It is interesting that one of the earliest ways of thinking about linearity was also one of the most abstract. Fourier formulated the principle of superposition in a way that very closely follows the definition of linear (vector) space that we use today. Fourier used this principle to formulate his theory of Heat Conduction.
Suppose that you are studying Heat Conduction in some system. You can imagine applying some source of heat $s$, and seeing what happens. This could be a point source of heat, or a general introduction of heat into the system, etc.. You can double the source of heat by applying $2s$. You can add two different sources of heat $s_1+s_2$ and you can form combinations $3s_1+1.2s_2$. Fourier formulated heat conduction using his principle of superposition in a critical way. If $Es_1$ represents the effect on temperature over time due to the application of heat source $s_1$, then his principle was that, if you doubled the source, you would double the effect: $E(2s_1)=2E(s_1)$. And if you added sources, that would lead to adding the effects $E(s_1+s_2)=Es_1 + Es_2$. This was a very abstract principle, but virtual every Physical system has some linear regime where such basic rules apply: double the cause, and you double the effect; add causes and you add their individual effects. The causes will have to be "small" for linearity to apply, but virtually every Physical system has a linear regime. The derivative of Calculus is so important because it gives you a linear regime for the behavior of a function near a point; derivative is a linear approximation, and this generalizes to any number of dimensions.

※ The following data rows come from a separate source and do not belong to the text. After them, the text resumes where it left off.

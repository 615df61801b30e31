//! Capture `tracing` output emitted while a closure runs.

use std::io;
use std::sync::{Arc, Mutex, PoisonError};

use tracing::Level;

#[derive(Clone, Default)]
struct CaptureWriter {
    buffer: Arc<Mutex<Vec<u8>>>,
}

impl io::Write for CaptureWriter {
    fn write(&mut self, bytes: &[u8]) -> io::Result<usize> {
        self.buffer
            .lock()
            .unwrap_or_else(PoisonError::into_inner)
            .extend_from_slice(bytes);
        Ok(bytes.len())
    }

    fn flush(&mut self) -> io::Result<()> {
        Ok(())
    }
}

/// Run `body` under a thread-local subscriber and return its result together
/// with everything logged at `TRACE` and above, without colours or timestamps.
pub fn capture_logs<T>(body: impl FnOnce() -> T) -> (T, String) {
    let writer = CaptureWriter::default();
    let subscriber = tracing_subscriber::fmt()
        .with_writer({
            let writer = writer.clone();
            move || writer.clone()
        })
        .with_ansi(false)
        .without_time()
        .with_max_level(Level::TRACE)
        .finish();
    let result = tracing::subscriber::with_default(subscriber, body);
    let bytes = writer
        .buffer
        .lock()
        .unwrap_or_else(PoisonError::into_inner)
        .clone();
    (result, String::from_utf8_lossy(&bytes).into_owned())
}

#[cfg(test)]
mod tests {
    use super::*;

    #[test]
    fn captures_events_with_fields() {
        let ((), output) = capture_logs(|| tracing::warn!(items = 2, "short on items"));
        assert!(output.contains("WARN"));
        assert!(output.contains("short on items"));
        assert!(output.contains("items=2"));
    }
}
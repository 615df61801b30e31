//! Percentage math for the sliding strip.
//!
//! The strip is `item_count / visible` viewports wide; each item takes
//! `100 / item_count` percent of it, so `visible` items fill the frame.

#![allow(clippy::cast_precision_loss)]

/// Width of the strip relative to the frame, in percent.
#[must_use]
pub fn strip_width_percent(item_count: usize, visible: usize) -> f64 {
    if visible == 0 {
        return 0.0;
    }
    ratio(item_count, visible) * 100.0
}

/// Width of one item relative to the strip, in percent.
#[must_use]
pub fn item_width_percent(item_count: usize, visible: usize) -> f64 {
    if item_count == 0 || visible == 0 {
        return 0.0;
    }
    (100.0 / visible as f64) / ratio(item_count, visible)
}

/// Horizontal strip offset that brings `index` to the left edge, in percent.
#[must_use]
pub fn translate_percent(index: usize, item_count: usize) -> f64 {
    if item_count == 0 {
        return 0.0;
    }
    // -0.0 + 0.0 == 0.0, keeps "-0%" out of the style text
    index as f64 * -100.0 / item_count as f64 + 0.0
}

/// Format a percentage as CSS length text.
#[must_use]
pub fn percent(value: f64) -> String {
    format!("{value}%")
}

/// Format a horizontal offset as a `transform` value.
#[must_use]
pub fn translate3d(value: f64) -> String {
    format!("translate3d({value}%, 0, 0)")
}

fn ratio(item_count: usize, visible: usize) -> f64 {
    item_count as f64 / visible as f64
}
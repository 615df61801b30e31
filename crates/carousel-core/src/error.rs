//! Error types for carousel construction.

use thiserror::Error;

/// Failure raised by a host surface operation.
#[derive(Debug, Clone, PartialEq, Eq, Error)]
#[error("host operation '{operation}' failed: {detail}")]
pub struct HostError {
    /// Operation identifier.
    pub operation: &'static str,
    /// Host-provided failure detail.
    pub detail: String,
}

impl HostError {
    /// Build a host error for the given operation.
    #[must_use]
    pub fn new(operation: &'static str, detail: impl Into<String>) -> Self {
        Self {
            operation,
            detail: detail.into(),
        }
    }
}

/// Primary error type for carousel construction.
#[derive(Debug, Clone, PartialEq, Eq, Error)]
pub enum CarouselError {
    /// `loop` and `infinite` were both enabled.
    #[error("a carousel cannot be both looping and infinite")]
    LoopAndInfinite,
    /// An option contained an invalid value.
    #[error("invalid value for option '{field}': {message}")]
    InvalidOption {
        /// Option that failed validation.
        field: &'static str,
        /// Human-readable error description.
        message: String,
    },
    /// Building the carousel structure failed on the host.
    #[error("failed to build carousel structure")]
    Host(#[from] HostError),
}

#[cfg(test)]
mod tests {
    use super::*;

    #[test]
    fn host_error_formats_operation_and_detail() {
        let err = HostError::new("create_div", "document unavailable");
        assert_eq!(err.operation, "create_div");
        assert_eq!(
            err.to_string(),
            "host operation 'create_div' failed: document unavailable"
        );
    }

    #[test]
    fn host_error_converts_into_carousel_error() {
        let err: CarouselError = HostError::new("append_child", "detached").into();
        assert!(matches!(err, CarouselError::Host(_)));
        assert_eq!(err.to_string(), "failed to build carousel structure");
    }

    #[test]
    fn invalid_option_names_field() {
        let err = CarouselError::InvalidOption {
            field: "slidesVisible",
            message: "must be at least 1".to_string(),
        };
        assert_eq!(
            err.to_string(),
            "invalid value for option 'slidesVisible': must be at least 1"
        );
    }
}
//! 计划存储
//!
//! 以指纹为键保存计划条目。读路径只访问 `DashMap` 分片读锁，
//! 不会被其他键的写入阻塞；写路径由存储级写锁串行化，
//! 保证同一键"最后一次提交生效"，并与持久化后端保持一致顺序。
//!
//! 条目以 `Arc` 整体替换发布，读者要么看到旧条目要么看到新条目。

use std::sync::atomic::{AtomicU64, Ordering};
use std::sync::Arc;

use dashmap::DashMap;
use parking_lot::Mutex;

use crate::cache::entry::{DependencySet, EntrySummary, PlanEntry};
use crate::core::error::StorageResult;
use crate::core::types::Fingerprint;
use crate::storage::engine::{MemoryPlanBackend, Operation, PlanBackend};

/// 插入结果
#[derive(Debug)]
pub enum InsertOutcome {
    /// 新键插入，可能为腾出空间淘汰了另一个条目
    Inserted { evicted: Option<Fingerprint> },
    /// 覆盖了同一键上的旧条目
    Replaced { previous: Arc<PlanEntry> },
    /// 容量已满且所有条目都在使用中，本次不插入
    Rejected,
}

/// 计划存储
pub struct PlanStore {
    entries: DashMap<Fingerprint, Arc<PlanEntry>>,
    backend: Arc<dyn PlanBackend>,
    write_lock: Mutex<()>,
    capacity: Option<usize>,
    clock: AtomicU64,
}

impl PlanStore {
    /// 打开存储并从后端恢复全部条目
    pub fn open(backend: Arc<dyn PlanBackend>, capacity: Option<usize>) -> StorageResult<Self> {
        let store = Self {
            entries: DashMap::new(),
            backend,
            write_lock: Mutex::new(()),
            capacity,
            clock: AtomicU64::new(1),
        };

        let plans = store.backend.load_all()?;
        let count = plans.len();
        for plan in plans {
            let tick = store.tick();
            store
                .entries
                .insert(plan.fingerprint, Arc::new(PlanEntry::from_stored(plan, tick)));
        }
        log::info!(
            "计划存储已恢复 {} 个条目（后端: {}）",
            count,
            store.backend.name()
        );
        Ok(store)
    }

    /// 纯内存存储，不跨进程保留
    pub fn in_memory() -> Self {
        Self {
            entries: DashMap::new(),
            backend: Arc::new(MemoryPlanBackend::new()),
            write_lock: Mutex::new(()),
            capacity: None,
            clock: AtomicU64::new(1),
        }
    }

    pub fn backend(&self) -> &Arc<dyn PlanBackend> {
        &self.backend
    }

    pub fn capacity(&self) -> Option<usize> {
        self.capacity
    }

    pub fn len(&self) -> usize {
        self.entries.len()
    }

    pub fn is_empty(&self) -> bool {
        self.entries.is_empty()
    }

    fn tick(&self) -> u64 {
        self.clock.fetch_add(1, Ordering::Relaxed)
    }

    /// 按指纹查找条目，不论是否有效
    pub fn lookup(&self, key: Fingerprint) -> Option<Arc<PlanEntry>> {
        self.entries.get(&key).map(|entry| Arc::clone(entry.value()))
    }

    /// 记录一次命中
    pub fn touch(&self, entry: &PlanEntry) {
        entry.record_use(self.tick());
    }

    /// 插入或覆盖条目
    ///
    /// 先写后端再发布到内存，后端失败时内存状态保持不变。
    pub fn insert_or_replace(
        &self,
        key: Fingerprint,
        payload: Vec<u8>,
        dependencies: DependencySet,
        query_text: impl Into<String>,
    ) -> StorageResult<InsertOutcome> {
        let _guard = self.write_lock.lock();

        let entry = Arc::new(PlanEntry::new(
            key,
            payload,
            dependencies,
            query_text.into(),
            self.tick(),
        ));
        let existing = self.lookup(key);

        let mut evicted = None;
        if existing.is_none() {
            if let Some(capacity) = self.capacity {
                if self.entries.len() >= capacity {
                    match self.pick_victim() {
                        Some(victim) => evicted = Some(victim),
                        None => {
                            log::warn!(
                                "计划存储已满（容量 {}）且所有条目都在使用中，跳过插入 {}",
                                capacity,
                                key
                            );
                            return Ok(InsertOutcome::Rejected);
                        }
                    }
                }
            }
        }

        let mut ops = Vec::with_capacity(2);
        if let Some(victim) = evicted {
            ops.push(Operation::Delete(victim));
        }
        ops.push(Operation::Put(entry.to_stored()));
        self.backend.batch(ops)?;

        if let Some(victim) = evicted {
            self.entries.remove(&victim);
            log::debug!("淘汰计划条目 {}", victim);
        }
        self.entries.insert(key, entry);

        Ok(match existing {
            Some(previous) => InsertOutcome::Replaced { previous },
            None => InsertOutcome::Inserted { evicted },
        })
    }

    /// 选择淘汰对象：优先回收失效条目，否则选最久未使用的有效条目。
    /// 正被读者持有的条目不参与淘汰。
    fn pick_victim(&self) -> Option<Fingerprint> {
        let mut invalid: Option<(u64, Fingerprint)> = None;
        let mut valid: Option<(u64, Fingerprint)> = None;

        for item in self.entries.iter() {
            let entry = item.value();
            if Arc::strong_count(entry) > 1 {
                continue;
            }
            let candidate = (entry.last_used(), *item.key());
            let slot = if entry.is_valid() {
                &mut valid
            } else {
                &mut invalid
            };
            if slot.map_or(true, |current| candidate < current) {
                *slot = Some(candidate);
            }
        }

        invalid.or(valid).map(|(_, key)| key)
    }

    /// 标记条目失效，返回是否发生了状态变化
    ///
    /// 内存标志先于持久化更新，后端写入失败时条目仍然不会再被命中。
    pub fn invalidate(&self, key: Fingerprint) -> StorageResult<bool> {
        let _guard = self.write_lock.lock();
        let Some(entry) = self.lookup(key) else {
            return Ok(false);
        };
        if !entry.mark_invalid() {
            return Ok(false);
        }
        self.backend.put(&entry.to_stored())?;
        Ok(true)
    }

    /// 标记全部条目失效，返回新失效的条目数
    pub fn invalidate_all(&self) -> StorageResult<usize> {
        let _guard = self.write_lock.lock();
        let changed: Vec<Arc<PlanEntry>> = self
            .entries
            .iter()
            .filter(|item| item.value().mark_invalid())
            .map(|item| Arc::clone(item.value()))
            .collect();

        let ops = changed
            .iter()
            .map(|entry| Operation::Put(entry.to_stored()))
            .collect();
        self.backend.batch(ops)?;
        Ok(changed.len())
    }

    /// 删除条目
    pub fn delete(&self, key: Fingerprint) -> StorageResult<Option<Arc<PlanEntry>>> {
        let _guard = self.write_lock.lock();
        if !self.entries.contains_key(&key) {
            return Ok(None);
        }
        self.backend.delete(key)?;
        Ok(self.entries.remove(&key).map(|(_, entry)| entry))
    }

    /// 删除全部条目
    pub fn purge(&self) -> StorageResult<usize> {
        let _guard = self.write_lock.lock();
        let keys: Vec<Fingerprint> = self.entries.iter().map(|item| *item.key()).collect();
        self.backend
            .batch(keys.iter().copied().map(Operation::Delete).collect())?;
        self.entries.clear();
        Ok(keys.len())
    }

    /// 删除全部失效条目
    pub fn purge_invalid(&self) -> StorageResult<usize> {
        let _guard = self.write_lock.lock();
        let keys: Vec<Fingerprint> = self
            .entries
            .iter()
            .filter(|item| !item.value().is_valid())
            .map(|item| *item.key())
            .collect();
        self.backend
            .batch(keys.iter().copied().map(Operation::Delete).collect())?;
        for key in &keys {
            self.entries.remove(key);
        }
        Ok(keys.len())
    }

    /// 条目摘要的惰性序列，顺序不保证
    pub fn list(&self) -> impl Iterator<Item = EntrySummary> + '_ {
        self.entries.iter().map(|item| item.value().summary())
    }

    /// 有效条目及其依赖，用于重建依赖索引
    pub fn valid_dependencies(&self) -> Vec<(Fingerprint, DependencySet)> {
        self.entries
            .iter()
            .filter(|item| item.value().is_valid())
            .map(|item| (*item.key(), item.value().dependencies().clone()))
            .collect()
    }

    /// 把变化过的使用计数写回后端，返回写回的条目数
    pub fn checkpoint(&self) -> StorageResult<usize> {
        let _guard = self.write_lock.lock();
        let dirty: Vec<Arc<PlanEntry>> = self
            .entries
            .iter()
            .filter(|item| item.value().usage_dirty())
            .map(|item| Arc::clone(item.value()))
            .collect();
        if dirty.is_empty() {
            return Ok(0);
        }

        let records: Vec<_> = dirty.iter().map(|entry| entry.to_stored()).collect();
        let usages: Vec<u64> = records.iter().map(|record| record.usage_count).collect();
        self.backend
            .batch(records.into_iter().map(Operation::Put).collect())?;
        for (entry, usage) in dirty.iter().zip(usages) {
            entry.mark_usage_persisted(usage);
        }
        Ok(dirty.len())
    }
}

impl std::fmt::Debug for PlanStore {
    fn fmt(&self, f: &mut std::fmt::Formatter<'_>) -> std::fmt::Result {
        f.debug_struct("PlanStore")
            .field("entries", &self.entries.len())
            .field("capacity", &self.capacity)
            .field("backend", &self.backend.name())
            .finish()
    }
}
//! 存储层错误类型
//!
//! 涵盖计划持久化后端相关的错误

use thiserror::Error;

/// 存储层结果类型
pub type StorageResult<T> = Result<T, StorageError>;

/// 存储层错误类型
#[derive(Error, Debug, Clone, PartialEq, Eq)]
pub enum StorageError {
    #[error("数据库错误: {0}")]
    DbError(String),
    #[error("序列化错误: {0}")]
    SerializeError(String),
    #[error("反序列化错误: {0}")]
    DeserializeError(String),
    #[error("存储布局版本不受支持: {0}")]
    UnsupportedLayout(u32),
    #[error("锁错误: {0}")]
    LockError(String),
    #[error("IO错误: {0}")]
    IOError(String),
}

impl From<std::io::Error> for StorageError {
    fn from(e: std::io::Error) -> Self {
        StorageError::IOError(e.to_string())
    }
}

impl From<serde_json::Error> for StorageError {
    fn from(e: serde_json::Error) -> Self {
        StorageError::SerializeError(e.to_string())
    }
}

#[cfg(feature = "redb")]
mod redb_conversions {
    use super::StorageError;

    impl From<redb::Error> for StorageError {
        fn from(e: redb::Error) -> Self {
            StorageError::DbError(e.to_string())
        }
    }

    impl From<redb::DatabaseError> for StorageError {
        fn from(e: redb::DatabaseError) -> Self {
            StorageError::DbError(e.to_string())
        }
    }

    impl From<redb::TransactionError> for StorageError {
        fn from(e: redb::TransactionError) -> Self {
            StorageError::DbError(e.to_string())
        }
    }

    impl From<redb::TableError> for StorageError {
        fn from(e: redb::TableError) -> Self {
            StorageError::DbError(e.to_string())
        }
    }

    impl From<redb::StorageError> for StorageError {
        fn from(e: redb::StorageError) -> Self {
            StorageError::DbError(e.to_string())
        }
    }

    impl From<redb::CommitError> for StorageError {
        fn from(e: redb::CommitError) -> Self {
            StorageError::DbError(e.to_string())
        }
    }
}
//! 统一错误处理系统
//!
//! ## 设计理念
//!
//! 1. **分层定义**：每一层拥有自己的错误枚举
//!    - `StorageError`：持久化后端（redb / 内存）相关错误
//!    - `CacheFault`：缓存内部故障，只在缓存内部流转，绝不会让查询失败
//!    - `AdminError`：管理操作（清空、删除、查看计划）直接返回给调用方的错误
//!
//! 2. **统一接口**：`PlanCacheError` 通过 `#[from]` 汇总各层错误，
//!    `PlanCacheResult<T>` 作为统一返回类型

use thiserror::Error;

pub mod admin;
pub mod cache;
pub mod storage;

pub use admin::{AdminError, AdminResult};
pub use cache::{CacheFault, FaultKind};
pub use storage::{StorageError, StorageResult};

/// 统一的计划缓存错误类型
#[derive(Error, Debug, Clone)]
pub enum PlanCacheError {
    #[error("存储错误: {0}")]
    Storage(#[from] StorageError),

    #[error("缓存故障: {0}")]
    Fault(#[from] CacheFault),

    #[error("管理操作错误: {0}")]
    Admin(#[from] AdminError),

    #[error("配置错误: {0}")]
    Config(String),

    #[error("IO错误: {0}")]
    Io(String),
}

/// 统一的结果类型
pub type PlanCacheResult<T> = Result<T, PlanCacheError>;

impl From<std::io::Error> for PlanCacheError {
    fn from(err: std::io::Error) -> Self {
        PlanCacheError::Io(err.to_string())
    }
}

impl From<toml::de::Error> for PlanCacheError {
    fn from(err: toml::de::Error) -> Self {
        PlanCacheError::Config(err.to_string())
    }
}

impl From<toml::ser::Error> for PlanCacheError {
    fn from(err: toml::ser::Error) -> Self {
        PlanCacheError::Config(err.to_string())
    }
}
//! 缓存内部故障
//!
//! 这些故障全部在缓存内部处理：协调器遇到它们时退化为"缓存不存在"的行为，
//! 从不作为查询失败向外传播。

use thiserror::Error;

use crate::core::types::Fingerprint;

/// 缓存内部故障
#[derive(Error, Debug, Clone, PartialEq, Eq)]
pub enum CacheFault {
    /// 指纹规则无法规范化的查询结构，强制绕过缓存
    #[error("不支持的查询结构: {0}")]
    UnsupportedConstruct(String),

    /// 计划负载无法序列化或反序列化，按未命中处理
    #[error("计划序列化失败: {0}")]
    SerializationFault(String),

    /// 依赖集合无法登记，对应的插入必须回滚
    #[error("依赖登记失败: {0}")]
    DependencyRegistrationFault(String),

    /// 同一指纹的并发写入，以最后一次提交为准
    #[error("并发写入冲突: {0}")]
    ConcurrentWriteConflict(Fingerprint),
}

/// 故障种类，用于统计
#[derive(Debug, Clone, Copy, PartialEq, Eq, Hash)]
pub enum FaultKind {
    UnsupportedConstruct,
    Serialization,
    DependencyRegistration,
    ConcurrentWrite,
    Storage,
}

impl CacheFault {
    pub fn kind(&self) -> FaultKind {
        match self {
            CacheFault::UnsupportedConstruct(_) => FaultKind::UnsupportedConstruct,
            CacheFault::SerializationFault(_) => FaultKind::Serialization,
            CacheFault::DependencyRegistrationFault(_) => FaultKind::DependencyRegistration,
            CacheFault::ConcurrentWriteConflict(_) => FaultKind::ConcurrentWrite,
        }
    }
}

impl From<serde_json::Error> for CacheFault {
    fn from(e: serde_json::Error) -> Self {
        CacheFault::SerializationFault(e.to_string())
    }
}
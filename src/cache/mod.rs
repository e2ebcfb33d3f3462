//! 计划缓存模块
//!
//! - `store`：以指纹为键的计划存储，写入同步落到持久化后端
//! - `dependency`：目录对象到指纹的倒排索引与同步失效
//! - `manager`：存储与依赖追踪的组合，负责发布与整体清理
//! - `coordinator`：每次查询执行的查找 / 规划 / 写入状态机
//! - `modes`：全局默认值与会话覆盖
//! - `admin`：管理接口

pub mod admin;
pub mod coordinator;
pub mod dependency;
pub mod entry;
pub mod manager;
pub mod modes;
pub mod stats_collector;
pub mod store;

pub use admin::{OpaquePlan, PlanCacheAdmin, PlanFormat};
pub use coordinator::{
    CachedPlan, JsonPlanCodec, PlanCodec, PlanCoordinator, PlanOutcome, Planner, QueryRequest,
    Resolution,
};
pub use dependency::{DependencyIndex, DependencyTracker, Invalidation, PlanningTicket};
pub use entry::{DependencySet, EntryMetadata, EntryState, EntrySummary, PlanEntry};
pub use manager::{PlanCache, PublishOutcome};
pub use modes::{CacheModes, LogUsage, ModeController, SessionModes};
pub use stats_collector::{CacheStats, CacheStatsCollector};
pub use store::{InsertOutcome, PlanStore};
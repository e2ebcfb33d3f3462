//! 查询分析
//!
//! 协调器在决定是否使用缓存前需要知道的信息：语句种类、是否 EXPLAIN、
//! 是否包含易变函数、`_p` 标记常量的当前值，以及查询树直接引用的目录对象。
//!
//! 遍历顺序与指纹编码顺序一致（targets, from, filter, group_by, order_by, limit，
//! 表达式内部从左到右深度优先），标记常量按此顺序收集。

use std::collections::BTreeSet;

use crate::core::types::ObjectId;
use crate::query::ast::{CommandKind, Expr, FromItem, Literal, QueryTree, Volatility};

/// 查询分析结果
#[derive(Debug, Clone, PartialEq)]
pub struct QueryAnalysis {
    pub command: CommandKind,
    pub explain: bool,
    pub has_volatile: bool,
    pub has_unknown: bool,
    /// `_p` 标记常量，按规范遍历顺序
    pub markers: Vec<Literal>,
    pub relations: BTreeSet<ObjectId>,
    pub functions: BTreeSet<ObjectId>,
}

impl QueryAnalysis {
    /// 查询是否允许写入缓存
    ///
    /// 只缓存 SELECT；EXPLAIN 与包含易变函数的查询不缓存。
    pub fn is_cacheable(&self) -> bool {
        self.command == CommandKind::Select && !self.explain && !self.has_volatile && !self.has_unknown
    }
}

/// 分析查询树
pub fn analyze(query: &QueryTree) -> QueryAnalysis {
    let mut analysis = QueryAnalysis {
        command: query.command,
        explain: query.explain,
        has_volatile: false,
        has_unknown: false,
        markers: Vec::new(),
        relations: BTreeSet::new(),
        functions: BTreeSet::new(),
    };
    walk_query(query, &mut analysis);
    analysis
}

fn walk_query(query: &QueryTree, analysis: &mut QueryAnalysis) {
    for target in &query.targets {
        walk_expr(&target.expr, analysis);
    }
    for item in &query.from {
        walk_from(item, analysis);
    }
    if let Some(filter) = &query.filter {
        walk_expr(filter, analysis);
    }
    for expr in &query.group_by {
        walk_expr(expr, analysis);
    }
    for key in &query.order_by {
        walk_expr(&key.expr, analysis);
    }
    if let Some(limit) = &query.limit {
        walk_expr(limit, analysis);
    }
}

fn walk_from(item: &FromItem, analysis: &mut QueryAnalysis) {
    match item {
        FromItem::Relation { id, .. } => {
            analysis.relations.insert(*id);
        }
        FromItem::Subquery { query, .. } => walk_query(query, analysis),
        FromItem::Join { left, right, on, .. } => {
            walk_from(left, analysis);
            walk_from(right, analysis);
            if let Some(on) = on {
                walk_expr(on, analysis);
            }
        }
    }
}

fn walk_expr(expr: &Expr, analysis: &mut QueryAnalysis) {
    match expr {
        Expr::Column { relation, .. } => {
            analysis.relations.insert(*relation);
        }
        Expr::Const(_) | Expr::Param { .. } => {}
        Expr::Marked(literal) => analysis.markers.push(literal.clone()),
        Expr::Call {
            func,
            args,
            volatility,
            ..
        } => {
            analysis.functions.insert(*func);
            if *volatility == Volatility::Volatile {
                analysis.has_volatile = true;
            }
            for arg in args {
                walk_expr(arg, analysis);
            }
        }
        Expr::Op { args, .. } | Expr::Bool { args, .. } => {
            for arg in args {
                walk_expr(arg, analysis);
            }
        }
        Expr::SubQuery(query) => walk_query(query, analysis),
        Expr::Unknown { .. } => analysis.has_unknown = true,
    }
}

So, one of the earliest linear space ideas would be the space of causes $s_1,s_2,s_3,\cdots$, and another space would be the space of effects. You can add causes. You can scale causes, etc.. And there is some linear operator $E$ that takes causes to effects through a principle of superposition: double the cause, you double the effect; add two causes and you add their effects.
To think in these terms, you just about have to use the most abstract, modern notion of Vector Space. There was a natural evolution leading to these ideas. And, once these ideas had sufficiently evolved, Vector Spaces because a natural setting for the theory of Quantum Mechanics. Oddly enough, Quantum Mechanics is one of the most linear of the physical models out there, and it requires complex scalars. You have little arrows in the complex plane that spin in time when you look at light, and to understand how to superimpose light, you have to use Complex scalars. Feynman formulated his Quantum Electrodynamics using this understanding.
A subspace is where you consider all the possible causes you can build from a fixed collection of sources using superposition. The corresponding effects would then be the subspace of all possible effects formed by superposition of the corresponding effects.